Reception: Tuesday, October 23 from 5:30pm to 7:30pm
Gallery Talk: Tuesday, October 23 at 6:15pm
For the artists in ShadowLands, the outward exploration of natural phenomena becomes a reflection of a personal, inner journey of discovery. Although their visions involve a different language and may appear opposed to those of scientists, the committed passion, the insatiable curiosity, and the ongoing risk-taking make artists and scientists kindred spirits. Most importantly, their fundamental quest is the same—to understand why things are the way they are. As Sir Isaac Newton mused in 1704, “Have not the small Particles of Bodies certain Powers, Virtues or Forces, by which they act at a distance, not only upon the Rays of Light for reflecting, refracting and reflecting them, but also upon one another for producing a great part of the Phænomena of Nature?”
Art and physics have always been “Great Attractors” to adapt a term describing a gravitational anomaly in intergalactic space. Art interprets the visible world. Science, in particular physics, charts its invisible workings.

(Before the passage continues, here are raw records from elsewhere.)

//! Conversation transcript with synthetic failure handling.

use chrono::{DateTime, Utc};
use serde::{Deserialize, Serialize};
use tracing::error;

use crate::client::Assistant;

/// Inserted into the transcript when the assistant call fails.
pub const FAILURE_MESSAGE: &str = "Failed to get a response from the AI assistant.";

/// Substituted when the assistant returns an empty reply.
pub const EMPTY_REPLY_MESSAGE: &str = "Sorry, I couldn't process that. Please try again.";

#[derive(Debug, Clone, Copy, PartialEq, Eq, Serialize, Deserialize)]
#[serde(rename_all = "snake_case")]
pub enum Speaker {
    User,
    Bot,
}

#[derive(Debug, Clone, PartialEq, Eq, Serialize, Deserialize)]
pub struct ChatMessage {
    pub speaker: Speaker,
    pub text: String,
    pub sent_at: DateTime<Utc>,
}

/// An assistant conversation. Errors never escape `send`: a failed
/// exchange becomes one synthetic bot message and the transcript up to
/// that point stays intact.
pub struct Conversation<A> {
    assistant: A,
    messages: Vec<ChatMessage>,
}

impl<A: Assistant> Conversation<A> {
    pub fn new(assistant: A) -> Self {
        Self {
            assistant,
            messages: Vec::new(),
        }
    }

    pub fn messages(&self) -> &[ChatMessage] {
        &self.messages
    }

    /// Send the user's message and append the bot's reply. Blank input is
    /// ignored. Returns the bot message that was appended.
    pub async fn send(&mut self, text: &str) -> Option<&ChatMessage> {
        if text.trim().is_empty() {
            return None;
        }

        self.push(Speaker::User, text.to_string());

        let reply = match self.assistant.send(text).await {
            Ok(reply) if reply.is_empty() => EMPTY_REPLY_MESSAGE.to_string(),
            Ok(reply) => reply,
            Err(e) => {
                error!(error = %e, "assistant exchange failed");
                FAILURE_MESSAGE.to_string()
            }
        };

        self.push(Speaker::Bot, reply);
        self.messages.last()
    }

    fn push(&mut self, speaker: Speaker, text: String) {
        self.messages.push(ChatMessage {
            speaker,
            text,
            sent_at: Utc::now(),
        });
    }
}
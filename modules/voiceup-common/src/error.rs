use thiserror::Error;

#[derive(Error, Debug)]
pub enum VoiceUpError {
    #[error("Fetch error: {0}")]
    Fetch(String),

    #[error("Auth error: {0}")]
    Auth(String),

    #[error("Realtime error: {0}")]
    Realtime(String),

    #[error("Assistant error: {0}")]
    Assistant(String),

    #[error("Configuration error: {0}")]
    Config(String),

    #[error(transparent)]
    Anyhow(#[from] anyhow::Error),
}
//! Vote fact reconciliation.

use voiceup_common::{Problem, ViewerVotes, VoteTotals};

/// Merge the vote sources into one problem's view: an aggregated net
/// total supersedes the row-embedded count whenever present, and the
/// viewer map fills `user_vote`. Absent sources leave the problem's own
/// fields standing. The maps are never mutated.
pub fn merge_votes(
    mut problem: Problem,
    totals: &VoteTotals,
    viewer_votes: Option<&ViewerVotes>,
) -> Problem {
    problem.votes_count = totals
        .get(&problem.id)
        .copied()
        .unwrap_or(problem.votes_count);
    problem.user_vote = viewer_votes.and_then(|votes| votes.get(&problem.id).copied());
    problem
}
use std::env;

/// Client configuration loaded from environment variables.
#[derive(Debug, Clone)]
pub struct Config {
    // Managed backend
    pub backend_url: String,
    pub backend_api_key: String,

    // AI assistant
    pub assistant_url: String,

    // Realtime polling
    pub realtime_poll_secs: u64,
}

impl Config {
    /// Load configuration from environment variables.
    /// Panics with a clear message if required vars are missing.
    pub fn from_env() -> Self {
        Self {
            backend_url: required_env("BACKEND_URL"),
            backend_api_key: required_env("BACKEND_API_KEY"),
            assistant_url: required_env("ASSISTANT_URL"),
            realtime_poll_secs: env::var("REALTIME_POLL_SECS")
                .unwrap_or_else(|_| "5".to_string())
                .parse()
                .expect("REALTIME_POLL_SECS must be a number"),
        }
    }
}

fn required_env(key: &str) -> String {
    env::var(key).unwrap_or_else(|_| panic!("{key} environment variable is required"))
}
//! Shared mutable cells for late-bound responses.

use std::sync::{Arc, Mutex, PoisonError};

/// A value owned outside the handler queue and read when a handler runs.
///
/// Clones share the same value. A test keeps one clone, a handler built
/// with [`respond_with_slot`](crate::respond_with_slot) keeps another, and
/// every [`set`](Slot::set) before a request changes what that request gets.
#[derive(Debug, Default)]
pub struct Slot<T> {
    value: Arc<Mutex<T>>,
}

impl<T> Clone for Slot<T> {
    fn clone(&self) -> Self {
        Self { value: Arc::clone(&self.value) }
    }
}

impl<T> Slot<T> {
    pub fn new(value: T) -> Self {
        Self { value: Arc::new(Mutex::new(value)) }
    }

    pub fn set(&self, value: T) {
        *self.value.lock().unwrap_or_else(PoisonError::into_inner) = value;
    }

    pub fn replace(&self, value: T) -> T {
        std::mem::replace(&mut *self.value.lock().unwrap_or_else(PoisonError::into_inner), value)
    }

    /// Runs `f` against the current value without cloning it.
    pub fn with<R>(&self, f: impl FnOnce(&T) -> R) -> R {
        let guard = self.value.lock().unwrap_or_else(PoisonError::into_inner);
        f(&*guard)
    }
}

impl<T: Clone> Slot<T> {
    pub fn get(&self) -> T {
        self.with(T::clone)
    }
}
//! Response primitives.
//!
//! [`respond_with`] fixes status and body when the handler is built.
//! [`respond_with_slot`] reads them from [`Slot`]s each time the handler
//! runs, so a test can re-script a reply after registering it.

use bytes::Bytes;
use http::header::{CONTENT_TYPE, HeaderName, HeaderValue};
use http::{HeaderMap, StatusCode};
use serde::Serialize;

use crate::fail::Fail;
use crate::handler::Handler;
use crate::request::Request;
use crate::response::ResponseWriter;
use crate::slot::Slot;

// ── Fixed ─────────────────────────────────────────────────────────────────────

pub struct RespondWith {
    status: StatusCode,
    headers: HeaderMap,
    body: Bytes,
}

/// Replies with `status` and `body`.
pub fn respond_with(status: StatusCode, body: impl Into<Bytes>) -> RespondWith {
    RespondWith { status, headers: HeaderMap::new(), body: body.into() }
}

impl RespondWith {
    /// Adds a header to the reply. Repeat for multi-valued headers.
    pub fn header(mut self, name: HeaderName, value: HeaderValue) -> Self {
        self.headers.append(name, value);
        self
    }
}

impl Handler for RespondWith {
    fn call(&self, _req: &Request, res: &mut ResponseWriter, _fail: &Fail) {
        for (name, value) in &self.headers {
            res.append_header(name.clone(), value.clone());
        }
        res.write_status(self.status);
        res.write(&self.body);
    }
}

// ── Late-bound ────────────────────────────────────────────────────────────────

pub struct RespondWithSlot<B> {
    status: Slot<StatusCode>,
    body: Slot<B>,
}

/// Replies with whatever `status` and `body` hold when the request arrives.
pub fn respond_with_slot<B>(status: &Slot<StatusCode>, body: &Slot<B>) -> RespondWithSlot<B>
where
    B: AsRef<[u8]> + Send + 'static,
{
    RespondWithSlot { status: status.clone(), body: body.clone() }
}

impl<B> Handler for RespondWithSlot<B>
where
    B: AsRef<[u8]> + Send + 'static,
{
    fn call(&self, _req: &Request, res: &mut ResponseWriter, _fail: &Fail) {
        res.write_status(self.status.get());
        self.body.with(|body| res.write(body));
    }
}

// ── JSON ──────────────────────────────────────────────────────────────────────

pub struct RespondWithJson {
    status: StatusCode,
    body: Result<Bytes, String>,
}

/// Replies with `value` encoded as JSON and `Content-Type: application/json`.
///
/// Encoding happens once, up front. If it fails, each call reports the
/// error and leaves the response untouched.
pub fn respond_with_json_encoded<T: Serialize + ?Sized>(status: StatusCode, value: &T) -> RespondWithJson {
    RespondWithJson {
        status,
        body: serde_json::to_vec(value)
            .map(Bytes::from)
            .map_err(|e| format!("Response value could not be encoded as JSON: {e}")),
    }
}

impl Handler for RespondWithJson {
    fn call(&self, _req: &Request, res: &mut ResponseWriter, fail: &Fail) {
        match &self.body {
            Ok(body) => {
                res.insert_header(CONTENT_TYPE, HeaderValue::from_static("application/json"));
                res.write_status(self.status);
                res.write(body);
            }
            Err(e) => fail.fail(e),
        }
    }
}
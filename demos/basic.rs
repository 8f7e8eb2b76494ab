//! Minimal fakeserve demo: scripts two calls, replays them with a client,
//! then prints what the server saw.
//!
//! Run with:
//!   RUST_LOG=debug cargo run --example basic

use fakeserve::{
    Server, Slot, combine, respond_with, respond_with_slot, verify_json, verify_request,
};
use http::{Method, StatusCode};

#[tokio::main]
async fn main() -> Result<(), Box<dyn std::error::Error>> {
    tracing_subscriber::fmt::init();

    let server = Server::start().await?;

    // POST /users → 201, body checked structurally.
    server.append_handler(combine!(
        verify_request(Method::POST, "/users"),
        verify_json(r#"{"name":"alice"}"#),
        respond_with(StatusCode::CREATED, r#"{"id":"99","name":"alice"}"#),
    ));

    // GET /users/99 → whatever the slots hold when the request arrives.
    let status = Slot::new(StatusCode::OK);
    let body = Slot::new(String::new());
    server.append_handler(combine!(
        verify_request(Method::GET, "/users/99"),
        respond_with_slot(&status, &body),
    ));
    body.set(r#"{"id":"99","name":"alice"}"#.to_owned());

    println!("fake server at {}", server.url());

    let client = reqwest::Client::new();

    let created = client
        .post(format!("{}/users", server.url()))
        .header("content-type", "application/json")
        .body(r#"{"name":"alice"}"#)
        .send()
        .await?;
    println!("POST /users -> {}", created.status());

    let fetched = client.get(format!("{}/users/99", server.url())).send().await?;
    let status = fetched.status();
    println!("GET /users/99 -> {status} {}", fetched.text().await?);

    for req in server.received_requests() {
        println!("received {} {}", req.method(), req.uri());
    }
    println!("failures: {:?}", server.failures().messages());

    server.close().await;
    Ok(())
}
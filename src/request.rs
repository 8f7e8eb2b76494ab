//! Received-request snapshot.

use std::borrow::Cow;

use base64::Engine;
use base64::engine::general_purpose::STANDARD;
use bytes::Bytes;
use http::header::AUTHORIZATION;
use http::{HeaderMap, Method, Uri};

/// An immutable snapshot of one inbound request.
///
/// Captured with a fully buffered body before any handler runs, so what the
/// server records never depends on what the handler does afterwards.
#[derive(Clone, Debug)]
pub struct Request {
    method: Method,
    uri: Uri,
    headers: HeaderMap,
    body: Bytes,
}

impl Request {
    /// Builds a snapshot by hand, e.g. to call a handler directly in a test.
    pub fn new(method: Method, uri: Uri, headers: HeaderMap, body: impl Into<Bytes>) -> Self {
        Self { method, uri, headers, body: body.into() }
    }

    pub fn method(&self) -> &Method { &self.method }
    pub fn uri(&self) -> &Uri { &self.uri }
    pub fn headers(&self) -> &HeaderMap { &self.headers }
    pub fn body(&self) -> &Bytes { &self.body }

    /// The path as it appeared on the wire, percent-encoding intact.
    pub fn raw_path(&self) -> &str {
        self.uri.path()
    }

    /// The percent-decoded path. Falls back to the raw path when the
    /// decoded bytes are not valid UTF-8.
    pub fn path(&self) -> Cow<'_, str> {
        urlencoding::decode(self.uri.path()).unwrap_or(Cow::Borrowed(self.uri.path()))
    }

    /// The raw, undecoded query string, without the leading `?`.
    pub fn query(&self) -> Option<&str> {
        self.uri.query()
    }

    /// First value of a header, if it is valid visible ASCII.
    /// Lookup is case-insensitive.
    pub fn header(&self, name: &str) -> Option<&str> {
        self.headers.get(name).and_then(|v| v.to_str().ok())
    }

    /// Every value of a header in the order the client sent them.
    pub fn header_all(&self, name: &str) -> Vec<&str> {
        self.headers
            .get_all(name)
            .iter()
            .filter_map(|v| v.to_str().ok())
            .collect()
    }

    /// Decodes `Authorization: Basic …` into `(user, password)`.
    pub fn basic_auth(&self) -> Option<(String, String)> {
        let value = self.headers.get(AUTHORIZATION)?.to_str().ok()?;
        let (scheme, encoded) = value.split_once(' ')?;
        if !scheme.eq_ignore_ascii_case("basic") {
            return None;
        }
        let decoded = STANDARD.decode(encoded.trim()).ok()?;
        let decoded = String::from_utf8(decoded).ok()?;
        let (user, password) = decoded.split_once(':')?;
        Some((user.to_owned(), password.to_owned()))
    }
}

impl From<http::Request<Bytes>> for Request {
    fn from(req: http::Request<Bytes>) -> Self {
        let (parts, body) = req.into_parts();
        Self::new(parts.method, parts.uri, parts.headers, body)
    }
}
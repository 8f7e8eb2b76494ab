//! Failure reporting.
//!
//! Verification primitives and the unhandled-request policy never abort a
//! dispatch. They report what went wrong through a [`FailHandler`] and let
//! the rest of the handler chain run. The server holds exactly one handler,
//! injected at construction, so two servers in the same test binary never
//! share failure state.

use std::any::Any;
use std::panic::{AssertUnwindSafe, catch_unwind, resume_unwind};
use std::sync::{Arc, Mutex, PoisonError};

use tracing::{debug, error};

/// Receives every violation detected while serving a request.
///
/// `caller_skip` mirrors the stack-depth hint some test frameworks accept;
/// fakeserve's own primitives always pass `None`.
///
/// An implementation may panic to abort the running handler. The panic is
/// contained by the dispatcher and the violation counts as reported once.
///
/// It runs with the server's dispatch lock held, so it must not call back
/// into the [`Server`](crate::Server) (e.g. `received_requests()`): the lock
/// is not reentrant and the call would deadlock.
pub trait FailHandler: Send + Sync + 'static {
    fn fail(&self, message: &str, caller_skip: Option<usize>);
}

impl<F> FailHandler for F
where
    F: Fn(&str, Option<usize>) + Send + Sync + 'static,
{
    fn fail(&self, message: &str, caller_skip: Option<usize>) {
        self(message, caller_skip)
    }
}

/// Handle to the failure collaborator, passed to every [`Handler`](crate::Handler) call.
#[derive(Clone)]
pub struct Fail(Arc<dyn FailHandler>);

impl Fail {
    pub fn new(handler: impl FailHandler) -> Self {
        Self(Arc::new(handler))
    }

    pub(crate) fn from_arc(handler: Arc<dyn FailHandler>) -> Self {
        Self(handler)
    }

    /// Reports one failure.
    pub fn fail(&self, message: impl AsRef<str>) {
        self.report(message.as_ref(), None);
    }

    pub fn fail_with_skip(&self, message: impl AsRef<str>, caller_skip: usize) {
        self.report(message.as_ref(), Some(caller_skip));
    }

    // A panicking collaborator keeps unwinding, tagged so the dispatcher
    // knows the failure has already been delivered.
    fn report(&self, message: &str, caller_skip: Option<usize>) {
        if let Err(payload) = catch_unwind(AssertUnwindSafe(|| self.0.fail(message, caller_skip))) {
            resume_unwind(Box::new(Reported(payload)));
        }
    }

    /// Reports a failure raised outside any handler. A panic from the
    /// collaborator ends here instead of unwinding through the server.
    pub(crate) fn fail_contained(&self, message: &str) {
        if catch_unwind(AssertUnwindSafe(|| self.0.fail(message, None))).is_err() {
            debug!(%message, "failure handler panicked after receiving report");
        }
    }
}

/// Panic payload of a collaborator that panicked while receiving a report.
pub(crate) struct Reported(pub(crate) Box<dyn Any + Send>);

impl Reported {
    pub(crate) fn is_reported(payload: &(dyn Any + Send)) -> bool {
        payload.is::<Reported>()
    }
}

/// Records each report, then panics with it, the way assertion-based test
/// frameworks deliver failures.
#[cfg(test)]
pub(crate) struct PanicAfterLog(pub(crate) FailureLog);

#[cfg(test)]
impl FailHandler for PanicAfterLog {
    fn fail(&self, message: &str, caller_skip: Option<usize>) {
        self.0.fail(message, caller_skip);
        panic!("{message}");
    }
}

impl std::fmt::Debug for Fail {
    fn fmt(&self, f: &mut std::fmt::Formatter<'_>) -> std::fmt::Result {
        f.write_str("Fail(..)")
    }
}

/// In-memory failure recorder.
///
/// This is the collaborator a [`Server`](crate::Server) uses when none is
/// configured. Clones share the same log, so a test can keep one clone and
/// hand another to the server.
#[derive(Clone, Debug, Default)]
pub struct FailureLog {
    messages: Arc<Mutex<Vec<String>>>,
}

impl FailureLog {
    pub fn new() -> Self {
        Self::default()
    }

    /// Every failure recorded so far, in report order.
    pub fn messages(&self) -> Vec<String> {
        self.messages
            .lock()
            .unwrap_or_else(PoisonError::into_inner)
            .clone()
    }

    pub fn len(&self) -> usize {
        self.messages
            .lock()
            .unwrap_or_else(PoisonError::into_inner)
            .len()
    }

    pub fn is_empty(&self) -> bool {
        self.len() == 0
    }

    pub fn clear(&self) {
        self.messages
            .lock()
            .unwrap_or_else(PoisonError::into_inner)
            .clear();
    }
}

impl FailHandler for FailureLog {
    fn fail(&self, message: &str, _caller_skip: Option<usize>) {
        error!(%message, "fake server failure");
        self.messages
            .lock()
            .unwrap_or_else(PoisonError::into_inner)
            .push(message.to_owned());
    }
}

In the first collaborative venture between the American Center for Physics and the Washington Sculptors Group, the nine artists in ShadowLands mine the notion of gravity and its varying effects on light and mass. Displaying a broad range of artistic approaches, Alan Binstock, Janet Brome, Shanthi Chandrasekar, Hsin-Hsi Chen, Elsabé Dixon, Emily Fussner, Jean Sausele-Knodt, John A Schaffner, and Bo Simeon explore the many ways that dimensional works respond to gravity, interact with space, and move through time.
Alan Binstock, Shanthi Chandrasekar and Elsabé Dixon are especially drawn to the dynamic between macro and micro worlds as a filter for their search. In the lens-shaped Weight of Light and the graded Orb Rebirth—a cluster of fiery golden and turquoise discs, Binstock exploits transparency and translucencies resulting from layers of plate glass, cast resin, and shattered tempered glass, which allows visual penetration of the sculpture’s surface and interplay with natural light. Similar interests in Eastern metaphysics and Western science fuel Chandrasekar. In Wormhole, she coaxes a tunnel shape by knotting threads from terminal circles in opposite directions. In another series, she interweaves flax, abaca and cotton pulp with other organic materials into an amalgamation of unique paper discs. Titled Cosmic Design, the series is meant to suggest galactic patterns from far away and up close. Dixon finds inspiration in Andrea diSessa’s phenomenological primitives (or p-prims), a system of knowledge that is based not on formal learning, but on personal observation of the physical world and used as a problem-solving tool to describe phenomena. In the drawing and sculpture pairs, P-Prim One and P-Prim Two, pod-like forms of different hues, delicately layered and nestled inside exoskeletons, test our sense of visibility and our ability to differentiate color.
Emily Fussner, Hsin-Hsi Chen and Bo Simeon engage the temporality of light and the solidity of mass in their work. Fussner takes her cue from the overlooked and peripheral spaces in our everyday surroundings. In Compositions in Light I-III, she experiments with shapes created by natural light and shadow using objects of varying reflective, translucent, and opaque materials, thereby memorializing transitory patterns into ethereal abstractions. Chen constructs two-dimensional drawings with shifting planes and heightened contrasts into three-dimensional topographies that seem to defy logic. In works like her Hedrons Series and Planet Sides, she sees light as a stand-in for the seemingly unpredictable events in space, and shadow for the inner secrets of the soul. Bo Simeon presents renderings of two projects from his Tao of Light series, the Washington Monument Light Installation and the Statue of Liberty Laser Installation. Both nocturnal scenes show projections of highly focused laser or light beams, red and blue respectively, which in turn generate temporary eye-dazzling, sculptural installations with these iconic structures, colossal sculptures in their own right.
Janet Brome, John A. Schaffner and Jean Sausele-Knodt investigate the inherent properties of their materials to produce a sense of light and shadow. For Brome, it is the fleeting and graceful effects available through layered window screen, often augmented with paint. Through directional lighting, she transforms a common hardware item into shimmering swirls akin to the primordial cosmic soup. In Antimatter Shadows I-II, she evokes instability and flux by enlisting cast shadows to complete the compositions. Schaffner sees making art as a kind of puzzle, starting his problem solving with line drawings that magnify various viewpoints. Then combining industrial design with his passion for wood, he cuts, bends, and carves textured forms, including Shadows Suspended and Shadows in Black and White, which balance negative and positive space and play with our perception of darkness. In Sausele-Knodt’s mixed media assemblages, such as Rebar in the Mix and Graphite Interactions, staging individual elements functions as a platform to sort out the many social, cultural and visual realities of daily life. She finds this process of rebuilding fragments, which often reference observed positive and negative shapes, cathartic and instrumental in orchestrating a new sense of time and space.